Over 30 corporations such as Hermes Group, Swatch Group, Wilhelmsen, Bekaert or Technicolor are using SLM. What are the lessons learned from the implementation projects?

IFRS 16 or ASC 842 maturity is key: make sure your project blueprint is ready before starting the IFRS 16 tool implementation. Elements such as IFRS16 standard and transition method, accounting impacts (CoA & booking process), target process (centralized Vs local) and leases census should be addressed in priority.

Tool integration is a success factor: your Lease Accounting solution should be fully integrated within your existing application landscape. Designing inbound and outbound interfaces and making sure that all concerned applications contain the required amount of data is a prerequisite to the solution roll-out.

IFRS 16 & Account reconciliation is the final step: when setting up your IFRS 16 solution, keep in mind that you will need to have a simple way to verify that your IFRS16 bookings are in line with the lease expenses booked into your ledger. Reconciliations can be performed in your ERP or in your group consolidation tool.

Keep it simple: avoid the diehard attitude resulting in high complexity for non-significant results. Simplicity results in better auditability. Workarounds are often advantageous (i.e. avoid managing intercompany leases in the solution).

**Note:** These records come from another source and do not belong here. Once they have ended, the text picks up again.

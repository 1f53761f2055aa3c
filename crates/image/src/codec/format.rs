//! Container format tags and detection from magic bytes or hints.

use crate::error::{ImageError, Result};
use serde::{Deserialize, Serialize};
use std::fmt;
use std::str::FromStr;

/// Container formats the toolkit knows about.
///
/// Only some of them can be encoded; the rest are recognized so callers can
/// pass the tag through or report a precise error.
#[derive(Debug, Clone, Copy, PartialEq, Eq, Hash, Serialize, Deserialize)]
#[serde(rename_all = "lowercase")]
pub enum ImageFormat {
    /// JPEG image
    Jpeg,
    /// PNG image
    Png,
    /// GIF image
    Gif,
    /// WebP image
    WebP,
    /// BMP image
    Bmp,
    /// AVIF image
    Avif,
    /// TIFF image
    Tiff,
    /// HEIC/HEIF image
    Heic,
}

impl ImageFormat {
    /// Every known format.
    pub const ALL: [ImageFormat; 8] = [
        ImageFormat::Jpeg,
        ImageFormat::Png,
        ImageFormat::Gif,
        ImageFormat::WebP,
        ImageFormat::Bmp,
        ImageFormat::Avif,
        ImageFormat::Tiff,
        ImageFormat::Heic,
    ];

    /// Get the MIME type for this format.
    pub fn mime_type(&self) -> &'static str {
        match self {
            ImageFormat::Jpeg => "image/jpeg",
            ImageFormat::Png => "image/png",
            ImageFormat::Gif => "image/gif",
            ImageFormat::WebP => "image/webp",
            ImageFormat::Bmp => "image/bmp",
            ImageFormat::Avif => "image/avif",
            ImageFormat::Tiff => "image/tiff",
            ImageFormat::Heic => "image/heic",
        }
    }

    /// Get common file extensions for this format. The first is canonical.
    pub fn extensions(&self) -> &'static [&'static str] {
        match self {
            ImageFormat::Jpeg => &["jpg", "jpeg"],
            ImageFormat::Png => &["png"],
            ImageFormat::Gif => &["gif"],
            ImageFormat::WebP => &["webp"],
            ImageFormat::Bmp => &["bmp"],
            ImageFormat::Avif => &["avif"],
            ImageFormat::Tiff => &["tiff", "tif"],
            ImageFormat::Heic => &["heic", "heif"],
        }
    }

    /// Canonical file extension.
    pub fn extension(&self) -> &'static str {
        self.extensions()[0]
    }

    /// Look up a format by file extension (with or without the dot).
    pub fn from_extension(ext: &str) -> Option<Self> {
        let ext = ext.trim_start_matches('.').to_ascii_lowercase();
        Self::ALL
            .into_iter()
            .find(|f| f.extensions().contains(&ext.as_str()))
    }

    /// Look up a format by MIME type.
    pub fn from_mime(mime: &str) -> Option<Self> {
        let mime = mime.trim().to_ascii_lowercase();
        match mime.as_str() {
            "image/jpg" | "image/pjpeg" => Some(ImageFormat::Jpeg),
            "image/heif" => Some(ImageFormat::Heic),
            "image/x-ms-bmp" => Some(ImageFormat::Bmp),
            _ => Self::ALL.into_iter().find(|f| f.mime_type() == mime),
        }
    }

    /// Whether the reference codec's encoding discards information.
    ///
    /// WebP is not lossy here: [`StandardCodec`](crate::StandardCodec)
    /// writes it losslessly and ignores the request quality.
    pub fn is_lossy(&self) -> bool {
        matches!(self, ImageFormat::Jpeg)
    }

    /// Whether the container keeps an alpha channel. Encoding to a format
    /// without one composites onto white first.
    pub fn supports_alpha(&self) -> bool {
        !matches!(self, ImageFormat::Jpeg | ImageFormat::Bmp)
    }

    /// Whether the reference codec can write this format.
    pub fn is_encodable(&self) -> bool {
        matches!(
            self,
            ImageFormat::Jpeg | ImageFormat::Png | ImageFormat::Gif | ImageFormat::WebP | ImageFormat::Bmp
        )
    }

    /// Largest width or height the container can store, if limited.
    pub fn max_dimension(&self) -> Option<u32> {
        match self {
            ImageFormat::Jpeg | ImageFormat::Gif => Some(u32::from(u16::MAX)),
            ImageFormat::WebP => Some(16_383),
            _ => None,
        }
    }

    pub(crate) fn to_image_format(self) -> Option<image::ImageFormat> {
        match self {
            ImageFormat::Jpeg => Some(image::ImageFormat::Jpeg),
            ImageFormat::Png => Some(image::ImageFormat::Png),
            ImageFormat::Gif => Some(image::ImageFormat::Gif),
            ImageFormat::WebP => Some(image::ImageFormat::WebP),
            ImageFormat::Bmp => Some(image::ImageFormat::Bmp),
            ImageFormat::Avif => Some(image::ImageFormat::Avif),
            ImageFormat::Tiff => Some(image::ImageFormat::Tiff),
            ImageFormat::Heic => None,
        }
    }
}

impl fmt::Display for ImageFormat {
    fn fmt(&self, f: &mut fmt::Formatter<'_>) -> fmt::Result {
        f.write_str(self.extension())
    }
}

impl FromStr for ImageFormat {
    type Err = ImageError;

    fn from_str(value: &str) -> Result<Self> {
        let value = value.trim();
        Self::from_extension(value)
            .or_else(|| Self::from_mime(value))
            .ok_or_else(|| ImageError::UnsupportedFormat(format!("unknown format '{value}'")))
    }
}

/// Detect image format from magic bytes.
///
/// # Arguments
/// * `data` - First few bytes of the image file (at least 12 bytes recommended)
///
/// # Example
/// ```
/// use imagecraft_image::{detect_format, ImageFormat};
///
/// let jpeg_data = [0xFF, 0xD8, 0xFF, 0xE0];
/// assert_eq!(detect_format(&jpeg_data).unwrap(), ImageFormat::Jpeg);
///
/// let png_data = [0x89, 0x50, 0x4E, 0x47, 0x0D, 0x0A, 0x1A, 0x0A];
/// assert_eq!(detect_format(&png_data).unwrap(), ImageFormat::Png);
/// ```
pub fn detect_format(data: &[u8]) -> Result<ImageFormat> {
    if data.len() < 4 {
        return Err(ImageError::CorruptData(format!(
            "{} bytes is not enough for format detection",
            data.len()
        )));
    }

    if data.starts_with(&[0xFF, 0xD8, 0xFF]) {
        return Ok(ImageFormat::Jpeg);
    }
    if data.starts_with(&[0x89, 0x50, 0x4E, 0x47, 0x0D, 0x0A, 0x1A, 0x0A]) {
        return Ok(ImageFormat::Png);
    }
    if data.starts_with(b"GIF87a") || data.starts_with(b"GIF89a") {
        return Ok(ImageFormat::Gif);
    }
    if data.len() >= 12 && data.starts_with(b"RIFF") && &data[8..12] == b"WEBP" {
        return Ok(ImageFormat::WebP);
    }
    if data.starts_with(b"BM") {
        return Ok(ImageFormat::Bmp);
    }
    if data.starts_with(&[0x49, 0x49, 0x2A, 0x00]) || data.starts_with(&[0x4D, 0x4D, 0x00, 0x2A]) {
        return Ok(ImageFormat::Tiff);
    }
    // ISO-BMFF: ....ftyp<brand>
    if data.len() >= 12 && &data[4..8] == b"ftyp" {
        match &data[8..12] {
            b"avif" | b"avis" => return Ok(ImageFormat::Avif),
            b"heic" | b"heix" | b"hevc" | b"mif1" | b"msf1" => return Ok(ImageFormat::Heic),
            _ => {}
        }
    }

    Err(ImageError::UnsupportedFormat(
        "unrecognized magic bytes".to_string(),
    ))
}
//! Batch command: one operation list over many images

use clap::Args;
use imagecraft_cli::output::{format_count, format_duration, print_batch_summary, Status};
use imagecraft_cli::progress::{batch_progress, finish_error, finish_success, update_batch};
use imagecraft_core::config::ConfigSchema;
use imagecraft_core::error::exit_codes;
use imagecraft_core::file_scanner::FileScanner;
use imagecraft_core::{Error, Result, ResultExt};
use imagecraft_image::{
    BatchCoordinator, BatchItem, BatchReport, BatchStatus, EncodeRequest, ImageFormat, Operation,
    Pipeline, Progress, StandardCodec,
};
use imagecraft_telemetry::{metrics, Event, Timer};
use indicatif::ProgressBar;
use std::path::{Path, PathBuf};
use std::sync::atomic::{AtomicBool, Ordering};
use std::sync::Arc;

/// Named operation lists accepted by `--ops`.
pub const PRESETS: [&str; 6] = ["none", "enhance", "denoise", "sharpen", "clean", "upscale2x"];

/// Arguments for `imagecraft batch`
#[derive(Args, Debug)]
pub struct BatchArgs {
    /// Image files and/or directories (searched recursively)
    #[arg(required = true)]
    pub inputs: Vec<PathBuf>,

    /// Operations: a JSON array, a path to a JSON file, or a preset
    /// (none, enhance, denoise, sharpen, clean, upscale2x)
    #[arg(long, default_value = "none")]
    pub ops: String,

    /// Directory for the outputs (created if missing)
    #[arg(long)]
    pub out_dir: PathBuf,

    /// Output format for every item; defaults to each input's own format
    #[arg(short, long)]
    pub format: Option<String>,

    /// Quality for lossy formats, 0.0 to 1.0
    #[arg(short, long)]
    pub quality: Option<f32>,

    /// Suffix appended to output file stems
    #[arg(long)]
    pub suffix: Option<String>,

    /// Skip paths matching these glob patterns
    #[arg(long)]
    pub exclude: Vec<String>,

    /// Process items on all cores
    #[arg(long)]
    pub parallel: bool,

    /// Stop scheduling new items after the first failure
    #[arg(long)]
    pub fail_fast: bool,

    /// Print the summary as JSON
    #[arg(long)]
    pub json: bool,
}

/// Run the batch and write every successful output into `--out-dir`
pub fn run(args: &BatchArgs, config: &ConfigSchema) -> Result<i32> {
    let pipeline = resolve_ops(&args.ops, config)?;
    let files = FileScanner::new(args.inputs.iter().cloned())
        .exclude(&args.exclude)?
        .scan()?;
    if files.is_empty() {
        return Err(Error::no_input_files());
    }

    let items = files
        .iter()
        .map(|path| load_item(path, &pipeline, args, config))
        .collect::<Result<Vec<_>>>()?;

    std::fs::create_dir_all(&args.out_dir).context(format!("creating {}", args.out_dir.display()))?;

    let cancel = Arc::new(AtomicBool::new(false));
    let fail_fast = args.fail_fast || !config.batch.continue_on_error;
    let suffix = args.suffix.clone().unwrap_or_else(|| config.output.suffix.clone());
    let mut coordinator = BatchCoordinator::new(StandardCodec::new())
        .with_suffix(suffix)
        .with_cancel_flag(Arc::clone(&cancel));

    let pb = if args.json {
        ProgressBar::hidden()
    } else {
        batch_progress(items.len() as u64)
    };
    let on_progress = |progress: Progress| {
        update_batch(&pb, progress);
        if fail_fast && progress.failed > 0 {
            cancel.store(true, Ordering::Relaxed);
        }
    };

    metrics().gauge("batch_items", items.len() as u64);
    let timer = Timer::start("batch");
    let report = if args.parallel || config.batch.parallel {
        coordinator.run_parallel(items, on_progress)?
    } else {
        coordinator.run(items, on_progress)?
    };
    let elapsed = timer.stop();

    let written = write_outputs(&report, &args.out_dir)?;
    let summary = report.summary();
    match report.status {
        BatchStatus::Completed => finish_success(&pb, &format_count(written, "image", "images")),
        BatchStatus::Failed => finish_error(&pb, "no input could be read"),
        _ => finish_error(&pb, &format!("{} failed", summary.failed)),
    }

    metrics().increment_by("images_processed", summary.succeeded as u64);
    metrics().increment_by("images_failed", summary.failed as u64);
    Event::new(
        "batch_finished",
        serde_json::json!({
            "status": summary.status,
            "total": summary.total,
            "succeeded": summary.succeeded,
            "failed": summary.failed,
            "elapsed_ms": elapsed.as_millis() as u64,
        }),
    )
    .log();

    if args.json {
        println!("{}", serde_json::to_string_pretty(&summary)?);
    } else {
        print_batch_summary(&summary);
        Status::info(&format!(
            "Wrote {} to {} in {}",
            format_count(written, "file", "files"),
            args.out_dir.display(),
            format_duration(elapsed)
        ));
    }

    Ok(match report.status {
        BatchStatus::Completed => exit_codes::SUCCESS,
        BatchStatus::Failed => exit_codes::INPUT_ERROR,
        _ => exit_codes::PARTIAL_FAILURE,
    })
}

/// Turn `--ops` into a pipeline
pub fn resolve_ops(spec: &str, config: &ConfigSchema) -> Result<Pipeline> {
    let spec = spec.trim();
    if spec.starts_with('[') {
        return Ok(Pipeline::from_json(spec)?);
    }
    let path = Path::new(spec);
    if path.is_file() {
        let json = std::fs::read_to_string(path)?;
        return Pipeline::from_json(&json).context(format!("in {}", path.display()));
    }

    let filters = &config.filters;
    let denoise = Operation::Denoise { strength: filters.denoise_strength };
    let sharpen = Operation::Sharpen { amount: filters.sharpen_amount };
    let pipeline = match spec {
        "none" => Pipeline::new(),
        "enhance" => Pipeline::new().then(Operation::AutoEnhance),
        "denoise" => Pipeline::new().then(denoise),
        "sharpen" => Pipeline::new().then(sharpen),
        "clean" => Pipeline::new().then(denoise).then(sharpen),
        "upscale2x" => Pipeline::new().then(Operation::Upscale {
            factor: 2.0,
            filter: config.resize.filter()?,
        }),
        other => {
            return Err(Error::validation(format!("Unknown operation preset '{other}'"))
                .with_suggestion(format!("Use a JSON operation list or one of: {}", PRESETS.join(", "))))
        }
    };
    Ok(pipeline)
}

/// Build an item that reads its file when processed.
///
/// Without `--format` the output keeps the input's extension when that
/// format is writable, otherwise the configured default.
fn load_item(path: &Path, pipeline: &Pipeline, args: &BatchArgs, config: &ConfigSchema) -> Result<BatchItem> {
    let format = match &args.format {
        Some(name) => name.parse::<ImageFormat>()?,
        None => path
            .extension()
            .and_then(|ext| ext.to_str())
            .and_then(ImageFormat::from_extension)
            .filter(ImageFormat::is_encodable)
            .map_or_else(|| config.output.format(), Ok)?,
    };
    let request = EncodeRequest::new(format, args.quality.unwrap_or(config.output.quality))?;
    let name = path
        .file_name()
        .map(|n| n.to_string_lossy().into_owned())
        .unwrap_or_default();
    Ok(BatchItem::from_file(name, path, pipeline.clone(), request))
}

fn write_outputs(report: &BatchReport, out_dir: &Path) -> Result<usize> {
    let entries = report.archive_entries();
    for (name, bytes) in &entries {
        let target = out_dir.join(name);
        std::fs::write(&target, bytes).context(format!("writing {}", target.display()))?;
    }
    Ok(entries.len())
}

#[cfg(test)]
mod tests {
    use super::*;
    use imagecraft_image::ItemSource;

    #[test]
    fn test_presets_resolve() {
        let config = ConfigSchema::default();
        for preset in PRESETS {
            assert!(resolve_ops(preset, &config).is_ok(), "{preset}");
        }
        assert_eq!(resolve_ops("clean", &config).unwrap().operations().len(), 2);
        assert!(resolve_ops("none", &config).unwrap().is_empty());
    }

    #[test]
    fn test_inline_json() {
        let config = ConfigSchema::default();
        let pipeline = resolve_ops(r#"[{"op":"flip","horizontal":true}]"#, &config).unwrap();
        assert_eq!(
            pipeline.operations(),
            &[Operation::Flip { horizontal: true, vertical: false }]
        );
    }

    #[test]
    fn test_missing_file_becomes_a_lazy_item() {
        let args = BatchArgs {
            inputs: Vec::new(),
            ops: "none".into(),
            out_dir: PathBuf::from("out"),
            format: None,
            quality: None,
            suffix: None,
            exclude: Vec::new(),
            parallel: false,
            fail_fast: false,
            json: false,
        };
        let config = ConfigSchema::default();
        let item = load_item(Path::new("vanished/photo.JPG"), &Pipeline::new(), &args, &config).unwrap();
        assert_eq!(item.name, "photo.JPG");
        assert_eq!(item.request.format, ImageFormat::Jpeg);
        assert_eq!(item.source, ItemSource::File(PathBuf::from("vanished/photo.JPG")));

        let item = load_item(Path::new("scan.tiff"), &Pipeline::new(), &args, &config).unwrap();
        assert_eq!(item.request.format, config.output.format().unwrap());
    }

    #[test]
    fn test_unknown_preset() {
        let err = resolve_ops("sparkle", &ConfigSchema::default()).unwrap_err();
        assert_eq!(err.code, imagecraft_core::ErrorCode::ValidationError);
        assert!(err.suggestion.is_some());
    }
}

Benjamin Steadman is Executive Partner at Satriun, a Corporate Performance Management consultancy with offices in Amsterdam, Geneva, Paris, Munich, Zurich, Tel Aviv and Bucharest. Satriun clients include EMEA-based family owned businesses, stock listed corporations, as well as private equity portfolio companies. Satriun edits Satriun Lease Management (SLM), a comprehensive IFRS 16 and ASC 842 solution based on SAP Financial Management. Satriun also implements Lease Accounting solutions edited by Tagetik, Anaplan and OneStream. 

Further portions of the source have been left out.